TASK REQUIREMENTS: Whenever the word "content" appears in a line of the data below, copy that line.

DATA PROVIDED:
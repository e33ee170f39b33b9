//! Workflow definition parsing, validation, and filesystem operations.
//!
//! Workflow files may be YAML, TOML or JSON; the format is picked from the
//! file extension. Parsed configs are validated for structural constraints
//! (IDs, parallelism, task types). Dependency existence and acyclicity are
//! checked when the graph is built.

use std::path::{Path, PathBuf};

use taskflow_types::workflow::WorkflowConfig;
use thiserror::Error;

use super::executor::ExecutorError;
use super::graph::GraphError;

// ---------------------------------------------------------------------------
// Error type
// ---------------------------------------------------------------------------

/// Errors that can occur during workflow operations.
#[derive(Debug, Error)]
pub enum WorkflowError {
    /// YAML/TOML/JSON parse failure.
    #[error("parse error: {0}")]
    Parse(String),

    /// Structural validation failure.
    #[error("validation error: {0}")]
    Validation(String),

    #[error("I/O error: {0}")]
    Io(#[from] std::io::Error),

    /// Graph construction failed (duplicate, unknown dependency, cycle).
    #[error(transparent)]
    Graph(#[from] GraphError),

    #[error(transparent)]
    Executor(#[from] ExecutorError),

    /// A coordinator owns a single run.
    #[error("workflow '{0}' has already been executed")]
    AlreadyExecuted(String),

    /// Export was requested before any run started.
    #[error("workflow '{0}' has not been executed yet")]
    NoExecution(String),

    #[error("serialization error: {0}")]
    Serialize(String),
}

// ---------------------------------------------------------------------------
// Formats
// ---------------------------------------------------------------------------

/// Supported workflow file formats.
#[derive(Debug, Clone, Copy, PartialEq, Eq)]
pub enum WorkflowFormat {
    Yaml,
    Toml,
    Json,
}

impl WorkflowFormat {
    /// Pick the format from a file extension (`yaml`, `yml`, `toml`, `json`).
    pub fn from_path(path: &Path) -> Option<Self> {
        let ext = path.extension()?.to_str()?.to_ascii_lowercase();
        match ext.as_str() {
            "yaml" | "yml" => Some(WorkflowFormat::Yaml),
            "toml" => Some(WorkflowFormat::Toml),
            "json" => Some(WorkflowFormat::Json),
            _ => None,
        }
    }
}

// ---------------------------------------------------------------------------
// Parsing
// ---------------------------------------------------------------------------

/// Parse a workflow document and validate it.
pub fn parse_workflow_str(
    content: &str,
    format: WorkflowFormat,
) -> Result<WorkflowConfig, WorkflowError> {
    let config: WorkflowConfig = match format {
        WorkflowFormat::Yaml => {
            serde_yaml_ng::from_str(content).map_err(|e| WorkflowError::Parse(e.to_string()))?
        }
        WorkflowFormat::Toml => {
            toml::from_str(content).map_err(|e| WorkflowError::Parse(e.to_string()))?
        }
        WorkflowFormat::Json => {
            serde_json::from_str(content).map_err(|e| WorkflowError::Parse(e.to_string()))?
        }
    };
    validate_config(&config)?;
    Ok(config)
}

/// Serialize a workflow config in the given format.
pub fn serialize_workflow(
    config: &WorkflowConfig,
    format: WorkflowFormat,
) -> Result<String, WorkflowError> {
    match format {
        WorkflowFormat::Yaml => {
            serde_yaml_ng::to_string(config).map_err(|e| WorkflowError::Serialize(e.to_string()))
        }
        WorkflowFormat::Toml => {
            toml::to_string_pretty(config).map_err(|e| WorkflowError::Serialize(e.to_string()))
        }
        WorkflowFormat::Json => serde_json::to_string_pretty(config)
            .map_err(|e| WorkflowError::Serialize(e.to_string())),
    }
}

// ---------------------------------------------------------------------------
// Validation
// ---------------------------------------------------------------------------

/// Validate structural constraints on a `WorkflowConfig`.
///
/// Checks:
/// - `workflow_id` is non-empty
/// - Task IDs are non-empty
/// - Every task has a `task_type`
/// - Retry delays are finite and non-negative
/// - `max_parallel_tasks` >= 1
///
/// Graph structure (duplicate IDs, unknown dependencies, cycles) is left to
/// [`build_graph`](super::coordinator::build_graph). An empty task list is
/// valid.
pub fn validate_config(config: &WorkflowConfig) -> Result<(), WorkflowError> {
    if config.workflow_id.trim().is_empty() {
        return Err(WorkflowError::Validation(
            "workflow_id must not be empty".to_string(),
        ));
    }

    for task in &config.tasks {
        if task.task_id.trim().is_empty() {
            return Err(WorkflowError::Validation(
                "task_id must not be empty".to_string(),
            ));
        }
        if task.task_type.trim().is_empty() {
            return Err(WorkflowError::Validation(format!(
                "task '{}' has an empty task_type",
                task.task_id
            )));
        }
        let delay = task.retry_policy.retry_delay_secs;
        if !delay.is_finite() || delay < 0.0 {
            return Err(WorkflowError::Validation(format!(
                "task '{}' has an invalid retry_delay: {delay}",
                task.task_id
            )));
        }
    }

    if config.max_parallel_tasks < 1 {
        return Err(WorkflowError::Validation(
            "max_parallel_tasks must be >= 1".to_string(),
        ));
    }

    Ok(())
}

// ---------------------------------------------------------------------------
// Filesystem operations
// ---------------------------------------------------------------------------

/// Load a workflow from a file, choosing the parser by extension.
pub fn load_workflow_file(path: &Path) -> Result<WorkflowConfig, WorkflowError> {
    let format = WorkflowFormat::from_path(path).ok_or_else(|| {
        WorkflowError::Parse(format!(
            "unsupported workflow file extension: {}",
            path.display()
        ))
    })?;
    let content = std::fs::read_to_string(path)?;
    parse_workflow_str(&content, format)
}

/// Save a workflow to a file in the format implied by its extension.
///
/// Creates parent directories if they don't exist.
pub fn save_workflow_file(path: &Path, config: &WorkflowConfig) -> Result<(), WorkflowError> {
    let format = WorkflowFormat::from_path(path).ok_or_else(|| {
        WorkflowError::Serialize(format!(
            "unsupported workflow file extension: {}",
            path.display()
        ))
    })?;
    if let Some(parent) = path.parent() {
        std::fs::create_dir_all(parent)?;
    }
    std::fs::write(path, serialize_workflow(config, format)?)?;
    Ok(())
}

/// Discover all workflow files under `base_dir`, sorted by path.
///
/// Files that fail to parse are skipped with a warning.
pub fn discover_workflows(
    base_dir: &Path,
) -> Result<Vec<(PathBuf, WorkflowConfig)>, WorkflowError> {
    let mut results = Vec::new();
    if !base_dir.exists() {
        return Ok(results);
    }
    discover_recursive(base_dir, &mut results)?;
    results.sort_by(|a, b| a.0.cmp(&b.0));
    Ok(results)
}

fn discover_recursive(
    dir: &Path,
    results: &mut Vec<(PathBuf, WorkflowConfig)>,
) -> Result<(), WorkflowError> {
    for entry in std::fs::read_dir(dir)? {
        let path = entry?.path();
        if path.is_dir() {
            discover_recursive(&path, results)?;
        } else if WorkflowFormat::from_path(&path).is_some() {
            match load_workflow_file(&path) {
                Ok(config) => results.push((path, config)),
                Err(e) => {
                    tracing::warn!(?path, error = %e, "skipping unparseable workflow file");
                }
            }
        }
    }
    Ok(())
}

// ---------------------------------------------------------------------------
// Tests
// ---------------------------------------------------------------------------

#[cfg(test)]
mod tests {
    use super::*;
    use std::time::Duration;
    use taskflow_types::task::{Priority, TaskConfig};
    use taskflow_types::workflow::FailureStrategy;

    fn workflow(id: &str) -> WorkflowConfig {
        WorkflowConfig::new(id)
            .with_task(TaskConfig::new("extract", "shell"))
            .with_task(TaskConfig::new("load", "shell").with_dependencies(["extract"]))
    }

    // -----------------------------------------------------------------------
    // Parsing
    // -----------------------------------------------------------------------

    #[test]
    fn test_parse_yaml_with_defaults() {
        let yaml = r#"
workflow_id: nightly-etl
failure_strategy: continue
tasks:
  - task_id: extract
    task_type: shell
    priority: high
    retry_policy:
      max_retries: 1
      retry_delay: 0.5
      exponential_backoff: false
  - task_id: load
    task_type: shell
    dependencies: [extract]
    resource_requirements:
      timeout_seconds: 30
"#;
        let config = parse_workflow_str(yaml, WorkflowFormat::Yaml).unwrap();
        assert_eq!(config.failure_strategy, FailureStrategy::Continue);
        assert_eq!(config.max_parallel_tasks, 10);

        let extract = &config.tasks[0];
        assert_eq!(extract.priority, Priority::High);
        assert_eq!(extract.retry_policy.max_retries, 1);
        assert_eq!(extract.retry_policy.retry_delay(), Duration::from_millis(500));
        assert!(!extract.retry_policy.exponential_backoff);

        let load = &config.tasks[1];
        assert_eq!(load.dependencies, vec!["extract".to_string()]);
        assert_eq!(load.resources.timeout_seconds, 30);
        assert_eq!(load.retry_policy.max_retries, 3);
    }

    #[test]
    fn test_parse_json_and_toml() {
        let json = r#"{"workflow_id":"j","tasks":[{"task_id":"a","task_type":"echo"}]}"#;
        assert_eq!(parse_workflow_str(json, WorkflowFormat::Json).unwrap().workflow_id, "j");

        let toml_str = r#"
workflow_id = "t"
[[tasks]]
task_id = "a"
task_type = "echo"
"#;
        assert_eq!(parse_workflow_str(toml_str, WorkflowFormat::Toml).unwrap().tasks.len(), 1);
    }

    #[test]
    fn test_parse_error_is_reported() {
        let err = parse_workflow_str("tasks: [", WorkflowFormat::Yaml).unwrap_err();
        assert!(matches!(err, WorkflowError::Parse(_)));
    }

    #[test]
    fn test_format_from_path() {
        assert_eq!(WorkflowFormat::from_path(Path::new("a.YML")), Some(WorkflowFormat::Yaml));
        assert_eq!(WorkflowFormat::from_path(Path::new("a.toml")), Some(WorkflowFormat::Toml));
        assert_eq!(WorkflowFormat::from_path(Path::new("a.json")), Some(WorkflowFormat::Json));
        assert_eq!(WorkflowFormat::from_path(Path::new("a.txt")), None);
        assert_eq!(WorkflowFormat::from_path(Path::new("Makefile")), None);
    }

    // -----------------------------------------------------------------------
    // Validation
    // -----------------------------------------------------------------------

    #[test]
    fn test_validation_accepts_valid_workflow() {
        assert!(validate_config(&workflow("etl")).is_ok());
    }

    #[test]
    fn test_validation_rejects_empty_id() {
        let err = validate_config(&workflow("  ")).unwrap_err();
        assert!(err.to_string().contains("workflow_id"));
    }

    #[test]
    fn test_validation_accepts_empty_workflow() {
        assert!(validate_config(&WorkflowConfig::new("etl")).is_ok());
    }

    #[test]
    fn test_validation_leaves_duplicate_ids_to_the_graph() {
        let config = workflow("etl").with_task(TaskConfig::new("load", "echo"));
        assert!(validate_config(&config).is_ok());
    }

    #[test]
    fn test_validation_rejects_unusable_retry_delay() {
        for delay in [-1.0, f64::NAN, f64::INFINITY] {
            let mut task = TaskConfig::new("a", "echo");
            task.retry_policy.retry_delay_secs = delay;
            let config = WorkflowConfig::new("etl").with_task(task);
            let err = validate_config(&config).unwrap_err();
            assert!(err.to_string().contains("retry_delay"), "delay {delay}");
        }
    }

    #[test]
    fn test_validation_rejects_empty_task_type() {
        let config = WorkflowConfig::new("etl").with_task(TaskConfig::new("a", ""));
        assert!(matches!(validate_config(&config), Err(WorkflowError::Validation(_))));
    }

    #[test]
    fn test_validation_rejects_zero_parallelism() {
        let config = workflow("etl").with_max_parallel_tasks(0);
        let err = validate_config(&config).unwrap_err();
        assert!(err.to_string().contains("max_parallel_tasks"));
    }

    // -----------------------------------------------------------------------
    // Filesystem
    // -----------------------------------------------------------------------

    #[test]
    fn test_save_and_load_workflow_file() {
        let dir = tempfile::tempdir().unwrap();
        for name in ["wf.yaml", "wf.json"] {
            let path = dir.path().join("nested").join(name);
            save_workflow_file(&path, &workflow("etl")).unwrap();
            let loaded = load_workflow_file(&path).unwrap();
            assert_eq!(loaded, workflow("etl"), "roundtrip through {name}");
        }
    }

    #[test]
    fn test_load_rejects_unknown_extension() {
        let dir = tempfile::tempdir().unwrap();
        let path = dir.path().join("wf.ini");
        std::fs::write(&path, "workflow_id = x").unwrap();
        assert!(matches!(load_workflow_file(&path), Err(WorkflowError::Parse(_))));
    }

    #[test]
    fn test_discover_workflows() {
        let dir = tempfile::tempdir().unwrap();
        save_workflow_file(&dir.path().join("one.yaml"), &workflow("one")).unwrap();
        save_workflow_file(&dir.path().join("sub/two.json"), &workflow("two")).unwrap();
        std::fs::write(dir.path().join("not-a-workflow.yaml"), "key: value").unwrap();
        std::fs::write(dir.path().join("notes.txt"), "hello").unwrap();

        let found = discover_workflows(dir.path()).unwrap();
        let ids: Vec<&str> = found.iter().map(|(_, c)| c.workflow_id.as_str()).collect();
        assert_eq!(ids, vec!["one", "two"]);
    }

    #[test]
    fn test_discover_nonexistent_dir() {
        let found = discover_workflows(Path::new("/nonexistent/taskflow/path")).unwrap();
        assert!(found.is_empty());
    }
}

EXERCISE OUTPUT:
    content: &str,
            serde_yaml_ng::from_str(content).map_err(|e| WorkflowError::Parse(e.to_string()))?
            toml::from_str(content).map_err(|e| WorkflowError::Parse(e.to_string()))?
            serde_json::from_str(content).map_err(|e| WorkflowError::Parse(e.to_string()))?
    let content = std::fs::read_to_string(path)?;
    parse_workflow_str(&content, format)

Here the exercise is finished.